// 该文件是 Shanan PCB （山南西风 · 电路板缺陷检测） 项目的一部分。
// src/model/labels.rs - 类别表
//
// 本文件根据 Apache 许可证第 2.0 版（以下简称“许可证”）授权使用；
// 除非遵守该许可证条款，否则您不得使用本文件。
// 您可通过以下网址获取许可证副本：
// http://www.apache.org/licenses/LICENSE-2.0
// 除非适用法律要求或书面同意，根据本许可协议分发的软件均按“原样”提供，
// 不附带任何形式的明示或暗示的保证或条件。
// 有关许可权限与限制的具体条款，请参阅本许可协议。
//
// Copyright (C) 2026 Johann Li <me@qinka.pro>, Wareless Group

use std::path::Path;

use tracing::debug;

use super::ModelError;

/// PCB 缺陷数据集类别名称
pub const PCB_DEFECT_CLASSES: [&str; 6] = [
  "missing_hole",
  "mouse_bite",
  "open_circuit",
  "short",
  "spur",
  "spurious_copper",
];

/// 类别 id 到名称的固定映射
#[derive(Debug, Clone, PartialEq, Eq)]
pub struct LabelTable {
  names: Box<[String]>,
}

impl Default for LabelTable {
  fn default() -> Self {
    Self::pcb_defects()
  }
}

impl LabelTable {
  pub fn new<I, S>(names: I) -> Self
  where
    I: IntoIterator<Item = S>,
    S: Into<String>,
  {
    Self {
      names: names.into_iter().map(Into::into).collect(),
    }
  }

  pub fn pcb_defects() -> Self {
    Self::new(PCB_DEFECT_CLASSES)
  }

  /// 从文本文件读取，每行一个类别名，行号即类别 id，忽略空行
  pub fn from_file(path: impl AsRef<Path>) -> Result<Self, ModelError> {
    let path = path.as_ref();
    let content = std::fs::read_to_string(path)?;
    let table = Self::new(
      content
        .lines()
        .map(str::trim)
        .filter(|line| !line.is_empty()),
    );
    if table.is_empty() {
      return Err(ModelError::ModelInvalid(format!(
        "类别表为空: {}",
        path.display()
      )));
    }
    debug!("从 {} 读取 {} 个类别", path.display(), table.len());
    Ok(table)
  }

  pub fn get(&self, class_id: u32) -> Option<&str> {
    self.names.get(class_id as usize).map(String::as_str)
  }

  pub fn len(&self) -> usize {
    self.names.len()
  }

  pub fn is_empty(&self) -> bool {
    self.names.is_empty()
  }
}
// 该文件是 Shanan PCB （山南西风 · 电路板缺陷检测） 项目的一部分。
// src/executor.rs - 推理执行器
//
// 本文件根据 Apache 许可证第 2.0 版（以下简称“许可证”）授权使用；
// 除非遵守该许可证条款，否则您不得使用本文件。
// 您可通过以下网址获取许可证副本：
// http://www.apache.org/licenses/LICENSE-2.0
// 除非适用法律要求或书面同意，根据本许可协议分发的软件均按“原样”提供，
// 不附带任何形式的明示或暗示的保证或条件。
// 有关许可权限与限制的具体条款，请参阅本许可协议。
//
// Copyright (C) 2026 Johann Li <me@qinka.pro>, Wareless Group

use std::num::NonZeroUsize;
use std::sync::Arc;
use std::sync::atomic::{AtomicU64, Ordering};

use thiserror::Error;
use tokio::sync::Semaphore;
use tracing::{debug, error, info, warn};

use crate::frame::DecodedImage;
use crate::model::{DetectItem, DetectResult, Detection, DetectionSet, Detector, LabelTable};

/// 推理错误，会原样分发给合并等待的请求，因此只携带文本
#[derive(Error, Debug, Clone, PartialEq, Eq)]
pub enum InferenceError {
  #[error("模型推理失败: {0}")]
  ModelFailure(String),
  #[error("类别 id {class_id} 超出类别表范围 (共 {classes} 类)")]
  UnknownClass { class_id: u32, classes: usize },
  #[error("推理任务异常终止: {0}")]
  Aborted(String),
  #[error("推理执行器已关闭")]
  Closed,
}

/// 可用计算资源对应的默认工作线程数
pub fn default_workers() -> usize {
  std::thread::available_parallelism()
    .map(NonZeroUsize::get)
    .unwrap_or(1)
}

/// 在受限的阻塞线程池上运行检测器
pub struct InferenceExecutor {
  detector: Arc<dyn Detector>,
  permits: Arc<Semaphore>,
  workers: usize,
  dropped_boxes: AtomicU64,
}

impl InferenceExecutor {
  /// 工作线程数不超过检测器可同时执行的推理数
  pub fn new(detector: Arc<dyn Detector>, workers: usize) -> Self {
    let limit = detector.max_concurrency().max(1);
    let workers = workers.clamp(1, limit);
    if workers == limit {
      debug!("检测器最多同时执行 {} 次推理", limit);
    }
    debug!("推理执行器工作线程数: {}", workers);
    Self {
      detector,
      permits: Arc::new(Semaphore::new(workers)),
      workers,
      dropped_boxes: AtomicU64::new(0),
    }
  }

  /// 是否仍接受推理请求
  pub fn is_available(&self) -> bool {
    !self.permits.is_closed()
  }

  /// 停止接受新的推理请求，已在执行的推理不受影响
  pub fn close(&self) {
    if self.is_available() {
      info!("推理执行器已关闭");
      self.permits.close();
    }
  }

  /// 截断后退化而被丢弃的检测框总数
  pub fn dropped_boxes(&self) -> u64 {
    self.dropped_boxes.load(Ordering::Relaxed)
  }

  pub fn detector(&self) -> &Arc<dyn Detector> {
    &self.detector
  }

  pub fn workers(&self) -> usize {
    self.workers
  }

  /// 执行一次推理
  ///
  /// 前向计算在阻塞线程上完成，调用方只异步等待结果。
  pub async fn infer(&self, image: Arc<DecodedImage>) -> Result<DetectionSet, InferenceError> {
    let permit = self
      .permits
      .clone()
      .acquire_owned()
      .await
      .map_err(|_| InferenceError::Closed)?;

    let (width, height) = (image.width(), image.height());
    let detector = self.detector.clone();
    let raw = tokio::task::spawn_blocking(move || {
      let _permit = permit;
      detector.predict(&image)
    })
    .await
    .map_err(|e| {
      error!("推理任务异常终止: {}", e);
      InferenceError::Aborted(e.to_string())
    })?
    .map_err(|e| {
      error!("模型推理失败: {}", e);
      InferenceError::ModelFailure(e.to_string())
    })?;

    let reported = raw.items.len();
    let detections = to_detection_set(raw, self.detector.labels(), width, height)?;
    let dropped = reported - detections.len();
    if dropped > 0 {
      warn!("模型输出 {} 个检测框，丢弃 {} 个无效框", reported, dropped);
      self.dropped_boxes.fetch_add(dropped as u64, Ordering::Relaxed);
    }
    Ok(detections)
  }
}

/// 将模型原始输出转换为检测结果
///
/// 坐标截断到 `[0, width] x [0, height]`，截断后退化的框被丢弃。
pub fn to_detection_set(
  raw: DetectResult,
  labels: &LabelTable,
  width: u32,
  height: u32,
) -> Result<DetectionSet, InferenceError> {
  let (w, h) = (width as f32, height as f32);
  let mut detections = Vec::with_capacity(raw.items.len());

  for DetectItem {
    class_id,
    score,
    bbox,
  } in raw.items.iter()
  {
    let class_name = labels.get(*class_id).ok_or_else(|| {
      error!("类别 id {} 超出类别表范围", class_id);
      InferenceError::UnknownClass {
        class_id: *class_id,
        classes: labels.len(),
      }
    })?;

    let x1 = bbox[0].clamp(0.0, w);
    let y1 = bbox[1].clamp(0.0, h);
    let x2 = bbox[2].clamp(0.0, w);
    let y2 = bbox[3].clamp(0.0, h);
    if !(x1 < x2 && y1 < y2) || !score.is_finite() {
      warn!("丢弃无效检测框: {:?} ({})", bbox, score);
      continue;
    }

    detections.push(Detection {
      bounding_box: [x1, y1, x2, y2],
      confidence: score.clamp(0.0, 1.0),
      class_id: *class_id,
      class_name: class_name.to_string(),
    });
  }

  Ok(DetectionSet::from(detections))
}
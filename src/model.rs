// 该文件是 Shanan PCB （山南西风 · 电路板缺陷检测） 项目的一部分。
// src/model.rs - 模型
//
// 本文件根据 Apache 许可证第 2.0 版（以下简称“许可证”）授权使用；
// 除非遵守该许可证条款，否则您不得使用本文件。
// 您可通过以下网址获取许可证副本：
// http://www.apache.org/licenses/LICENSE-2.0
// 除非适用法律要求或书面同意，根据本许可协议分发的软件均按“原样”提供，
// 不附带任何形式的明示或暗示的保证或条件。
// 有关许可权限与限制的具体条款，请参阅本许可协议。
//
// Copyright (C) 2026 Johann Li <me@qinka.pro>, Wareless Group

use std::sync::Arc;

use serde::{Deserialize, Serialize};
use thiserror::Error;
use url::Url;

use crate::frame::DecodedImage;

mod labels;
pub use self::labels::LabelTable;

#[cfg(feature = "model_onnx")]
mod yolo_onnx;
#[cfg(feature = "model_onnx")]
pub use self::yolo_onnx::{OnnxYolo, OnnxYoloBuilder};

#[derive(Error, Debug)]
pub enum ModelError {
  #[error("模型文件不存在: {0}")]
  ModelNotFound(String),
  #[error("模型加载错误: {0}")]
  ModelLoadError(#[from] std::io::Error),
  #[error("模型无效: {0}")]
  ModelInvalid(String),
  #[error("推理运行时错误: {0}")]
  RuntimeError(String),
  #[error("模型路径错误: {0}")]
  ModelPathError(String),
  #[error("不支持的模型方案: {0}")]
  SchemeMismatch(String),
}

/// 模型输出的单个检测框，坐标为原图像素坐标
#[derive(Debug, Clone, PartialEq)]
pub struct DetectItem {
  pub class_id: u32,
  pub score: f32,
  pub bbox: [f32; 4], // [x_min, y_min, x_max, y_max]
}

#[derive(Debug, Clone, Default, PartialEq)]
pub struct DetectResult {
  pub items: Box<[DetectItem]>,
}

impl DetectResult {
  pub fn is_empty(&self) -> bool {
    self.items.is_empty()
  }
}

impl From<Vec<DetectItem>> for DetectResult {
  fn from(items: Vec<DetectItem>) -> Self {
    Self {
      items: items.into_boxed_slice(),
    }
  }
}

/// 检测器能力
///
/// 模型与类别表一同加载，进程内只加载一次，之后只读共享。
/// `predict` 为阻塞调用，由推理执行器放到工作线程上运行。
pub trait Detector: Send + Sync {
  fn predict(&self, image: &DecodedImage) -> Result<DetectResult, ModelError>;

  fn labels(&self) -> &LabelTable;

  /// 用于日志与健康检查的描述
  fn describe(&self) -> String;

  /// 可同时执行的 `predict` 调用数，推理执行器据此限制工作线程
  fn max_concurrency(&self) -> usize {
    usize::MAX
  }
}

/// 单个缺陷检测结果
#[derive(Debug, Clone, PartialEq, Serialize, Deserialize)]
pub struct Detection {
  /// [x1, y1, x2, y2]，原图像素坐标
  pub bounding_box: [f32; 4],
  pub confidence: f32,
  pub class_id: u32,
  pub class_name: String,
}

/// 按模型输出顺序排列的检测结果，可以为空
#[derive(Debug, Clone, Default, PartialEq, Serialize, Deserialize)]
#[serde(transparent)]
pub struct DetectionSet {
  items: Vec<Detection>,
}

impl DetectionSet {
  pub fn len(&self) -> usize {
    self.items.len()
  }

  pub fn is_empty(&self) -> bool {
    self.items.is_empty()
  }

  pub fn iter(&self) -> std::slice::Iter<'_, Detection> {
    self.items.iter()
  }

  pub fn as_slice(&self) -> &[Detection] {
    &self.items
  }
}

impl From<Vec<Detection>> for DetectionSet {
  fn from(items: Vec<Detection>) -> Self {
    Self { items }
  }
}

impl<'a> IntoIterator for &'a DetectionSet {
  type Item = &'a Detection;
  type IntoIter = std::slice::Iter<'a, Detection>;

  fn into_iter(self) -> Self::IntoIter {
    self.items.iter()
  }
}

/// 解析模型位置：既接受 `onnx:///path/best.onnx?conf=0.25` 形式的 URL，
/// 也接受普通文件路径。
pub fn parse_model_location(location: &str) -> Result<Url, String> {
  match Url::parse(location) {
    // 单字母方案视为 Windows 盘符
    Ok(url) if url.scheme().len() > 1 => Ok(url),
    _ => {
      let path = std::path::absolute(location).map_err(|e| e.to_string())?;
      Url::from_file_path(&path).map_err(|_| format!("无效的模型路径: {}", location))
    }
  }
}

/// 根据 URL 方案加载检测器
pub fn load_detector(url: &Url) -> Result<Arc<dyn Detector>, ModelError> {
  match url.scheme() {
    #[cfg(feature = "model_onnx")]
    "onnx" | "file" => {
      use crate::FromUrl;
      let detector = OnnxYoloBuilder::from_url(url)?.build()?;
      Ok(Arc::new(detector))
    }
    other => Err(ModelError::SchemeMismatch(other.to_string())),
  }
}

#[cfg(test)]
mod tests {
  use super::*;

  #[test]
  fn plain_path_becomes_file_url() {
    let url = parse_model_location("models/best.onnx").unwrap();
    assert_eq!(url.scheme(), "file");
    assert!(url.path().ends_with("models/best.onnx"));
  }

  #[test]
  fn explicit_scheme_is_kept() {
    let url = parse_model_location("onnx:///opt/models/best.onnx?conf=0.3").unwrap();
    assert_eq!(url.scheme(), "onnx");
    assert_eq!(url.path(), "/opt/models/best.onnx");
  }

  #[test]
  fn unknown_scheme_is_rejected() {
    let url = Url::parse("rknn:///opt/models/best.rknn").unwrap();
    assert!(matches!(
      load_detector(&url),
      Err(ModelError::SchemeMismatch(s)) if s == "rknn"
    ));
  }

  #[test]
  fn detection_set_serializes_as_flat_list() {
    let set = DetectionSet::from(vec![Detection {
      bounding_box: [1.0, 2.0, 3.0, 4.0],
      confidence: 0.5,
      class_id: 2,
      class_name: "short".into(),
    }]);
    let json = serde_json::to_value(&set).unwrap();
    assert_eq!(
      json,
      serde_json::json!([{
        "bounding_box": [1.0, 2.0, 3.0, 4.0],
        "confidence": 0.5,
        "class_id": 2,
        "class_name": "short"
      }])
    );
  }
}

▬▬▬

▶ [What you will do] Count every line of the entries that includes "InferenceError", and say the number alone.

▶ [Response] 7